“This Is The Army” – The Movie

Reagan: “You are thus being temporarily attached to the company performing the Irving Berlin muscial revue “This Is The Army.” Its cross-country tour over, it’s in town for the for the production of the film version over at Warner Brothers, to which you will report immediately…”

This morale-raising cinematic ode to the U.S. Armed Forces during World War II had its origins over twenty years earlier during the First World War. It was then that songwriter Irving Berlin was 30-years-old, drafted into the United States Army and serving in the 152nd Depot Brigade at Camp Upton in Yaphank, New York.
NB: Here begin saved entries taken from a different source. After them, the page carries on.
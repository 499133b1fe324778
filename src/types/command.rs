//! Logical actuator commands
//!
//! A `LogicalCommand` is the strongly-typed record every pattern compiler
//! emits and the codec consumes. Values are protocol-scoped integers; range
//! checks against a concrete wire layout happen in
//! [`ProtocolDescriptor::check`](crate::protocol::ProtocolDescriptor::check).

use super::layout::ActuatorId;
use serde::{Deserialize, Serialize};
use thiserror::Error;

/// Whether a command switches its actuator on or off.
#[derive(Debug, Clone, Copy, PartialEq, Eq, Hash, Serialize, Deserialize)]
#[serde(rename_all = "snake_case")]
pub enum CommandKind {
    Start,
    Stop,
}

impl CommandKind {
    pub const fn from_bit(bit: bool) -> Self {
        if bit {
            Self::Start
        } else {
            Self::Stop
        }
    }

    pub const fn bit(self) -> bool {
        matches!(self, Self::Start)
    }
}

/// One time-stamped activation change for a single actuator.
#[derive(Debug, Clone, Copy, PartialEq, Eq, Hash, Serialize, Deserialize)]
pub struct LogicalCommand {
    pub address: ActuatorId,
    pub kind: CommandKind,
    pub duty: u8,
    pub freq_index: u8,
    /// Delay relative to pattern start.
    pub delay_ms: u32,
    pub flags: u8,
}

impl LogicalCommand {
    pub const fn start(address: ActuatorId, duty: u8, freq_index: u8, delay_ms: u32) -> Self {
        Self {
            address,
            kind: CommandKind::Start,
            duty,
            freq_index,
            delay_ms,
            flags: 0,
        }
    }

    /// Stop commands carry zero duty and frequency; the firmware ignores both.
    pub const fn stop(address: ActuatorId, delay_ms: u32) -> Self {
        Self {
            address,
            kind: CommandKind::Stop,
            duty: 0,
            freq_index: 0,
            delay_ms,
            flags: 0,
        }
    }

    pub const fn with_flags(mut self, flags: u8) -> Self {
        self.flags = flags;
        self
    }

    pub const fn is_start(&self) -> bool {
        matches!(self.kind, CommandKind::Start)
    }

    pub fn builder() -> CommandBuilder {
        CommandBuilder::default()
    }
}

#[derive(Debug, Clone, PartialEq, Eq, Error)]
pub enum CommandError {
    #[error("Command is missing required field '{0}'")]
    MissingField(&'static str),
}

/// Validating constructor for commands assembled field by field. The codec
/// decodes wire bytes through it, so a descriptor missing the start bit is
/// reported instead of silently producing a stop.
///
/// `address` and `kind` are required. A start command also requires `duty`;
/// everything else defaults to zero.
#[derive(Debug, Clone, Default)]
pub struct CommandBuilder {
    address: Option<ActuatorId>,
    kind: Option<CommandKind>,
    duty: Option<u8>,
    freq_index: u8,
    delay_ms: u32,
    flags: u8,
}

impl CommandBuilder {
    pub fn address(mut self, address: ActuatorId) -> Self {
        self.address = Some(address);
        self
    }

    pub fn kind(mut self, kind: CommandKind) -> Self {
        self.kind = Some(kind);
        self
    }

    pub fn duty(mut self, duty: u8) -> Self {
        self.duty = Some(duty);
        self
    }

    pub fn freq_index(mut self, freq_index: u8) -> Self {
        self.freq_index = freq_index;
        self
    }

    pub fn delay_ms(mut self, delay_ms: u32) -> Self {
        self.delay_ms = delay_ms;
        self
    }

    pub fn flags(mut self, flags: u8) -> Self {
        self.flags = flags;
        self
    }

    pub fn build(self) -> Result<LogicalCommand, CommandError> {
        let address = self.address.ok_or(CommandError::MissingField("address"))?;
        let kind = self.kind.ok_or(CommandError::MissingField("kind"))?;
        let duty = match (kind, self.duty) {
            (_, Some(duty)) => duty,
            (CommandKind::Stop, None) => 0,
            (CommandKind::Start, None) => return Err(CommandError::MissingField("duty")),
        };

        Ok(LogicalCommand {
            address,
            kind,
            duty,
            freq_index: self.freq_index,
            delay_ms: self.delay_ms,
            flags: self.flags,
        })
    }
}

#[cfg(test)]
mod tests {
    use super::*;

    #[test]
    fn test_builder_defaults() {
        let cmd = LogicalCommand::builder()
            .address(9)
            .kind(CommandKind::Stop)
            .build()
            .unwrap();
        assert_eq!(cmd, LogicalCommand::stop(9, 0));
    }

    #[test]
    fn test_builder_requires_address() {
        let err = LogicalCommand::builder().kind(CommandKind::Stop).build();
        assert_eq!(err, Err(CommandError::MissingField("address")));
    }

    #[test]
    fn test_builder_start_requires_duty() {
        let err = LogicalCommand::builder()
            .address(1)
            .kind(CommandKind::Start)
            .build();
        assert_eq!(err, Err(CommandError::MissingField("duty")));
    }

    #[test]
    fn test_builder_full() {
        let cmd = LogicalCommand::builder()
            .address(3)
            .kind(CommandKind::Start)
            .duty(64)
            .freq_index(12)
            .delay_ms(250)
            .flags(2)
            .build()
            .unwrap();
        assert_eq!(cmd, LogicalCommand::start(3, 64, 12, 250).with_flags(2));
    }

    #[test]
    fn test_kind_bit_mapping() {
        assert_eq!(CommandKind::from_bit(true), CommandKind::Start);
        assert!(!CommandKind::Stop.bit());
    }
}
At the camp he wrote a musical revue about the Army — Yip Yip Yahank — that was performed by the soldiers of the camp before moving to Broadway.

In 1942 after the USA declared war on Japan and Germany, Berlin came up with the idea of utilizing much of Yip Yip Yaphank in a new all-soldier morale-boosting musical revue which would open on Broadway and tour the country. He made a proposal to General George Marshall, who quickly approved the plan. After a hugely successful national tour, the all-solider company came to Warner Brothers in Burbank, California for the production of a film version, which would star George Murphy, Ronald Reagan and Joan Leslie. Episodes 4 and 5 of ON THE TINSEL FRONT revolve around this production.

The story of This Is The Army is a fascinating one I can’t possibly repeat here. If you are interested, read this excellent article by Laurence Bergreen in the National Archives’ Prologue Magazine. Wikipedia provides a shorter, but still thorough overview.

And if you have the time, give the movie a watch. This restored version on YouTube is the best.

The film playing in Washington DC.

A warning that the film is very much a product of its time and has an element that, from a 2024 perspective, is horrifying. This is the musical number Mandy, which is done by white soldiers in blackface. Berlin wanted a blackface number in the stage production, but his young director, Ezra Stone, aware of the growing political incorrectness of this minstrel show element, talked him out of it by insisting that cast members couldn’t possibly get into and out of the blackface makeup quick enough. (That not being an issue during film production, the blackface number found its way back into the movie!)

While unenlightened about blackface, Berlin was admirably progressive in other ways. displaying…

“…real daring in his decision to include black performers in the unit. At the time, the armed forces were segregated, and as a result of Berlin’s insistence, the This Is the Army unit became the only integrated company in uniform. This extraordinary gesture derived not so much from Berlin’s social beliefs as from his show business background and savvy. In the show business milieu, blacks had long been stars, popular with both African-American and white audiences. By integrating the revue, Berlin was simply importing the conventions with which he was familiar into the army.” (Bergreen)

Black actors rehearsing “Harlem” for the stage production.

Berlin wrote a song exclusively for the black performers — That’s What The Best Dressed Men In Harlem Will Wear. Fronted by James “Stump Cross and featuring boxer Joe Louis doing a workout on a speed bag, this tap dance number is hands down the best thing in the movie. Note, however, that while the This Is The Army company was integrated, blacks and whites are rarely seen onscreen together. This is because the scenes with the black performer were excised from prints being distributed in the South.

Irving Berlin with director Michael Curtiz, who helmed the film version.

A final note that’s interesting given the current hard-right opposition toward performances by men in drag. This Is The Army is full of them!

Ronald Reagan as the Stage Manager. One of the many numbers performed in drag.